**WORK TO BE COMPLETED**
For the records that follow, please set down exactly the lines between the one holding "Licensed under the" and the one holding "in writing, software", inclusive, and only those.

**TASK INPUT**

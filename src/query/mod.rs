// Copyright (c) 2025 Deephaven Client Contributors
//
// Licensed under the Apache License, Version 2.0 (the "License");
// you may not use this file except in compliance with the License.
// You may obtain a copy of the License at
//
//     http://www.apache.org/licenses/LICENSE-2.0
//
// Unless required by applicable law or agreed to in writing, software
// distributed under the License is distributed on an "AS IS" BASIS,
// WITHOUT WARRANTIES OR CONDITIONS OF ANY KIND, either express or implied.
// See the License for the specific language governing permissions and
// limitations under the License.

//! Public query surface: scopes and fluent table handles.

mod scope;
mod table;

pub use scope::QueryScope;
pub use table::QueryTable;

**YOUR SOLUTION**
// Licensed under the Apache License, Version 2.0 (the "License");
// you may not use this file except in compliance with the License.
// You may obtain a copy of the License at
//
//     http://www.apache.org/licenses/LICENSE-2.0
//
// Unless required by applicable law or agreed to in writing, software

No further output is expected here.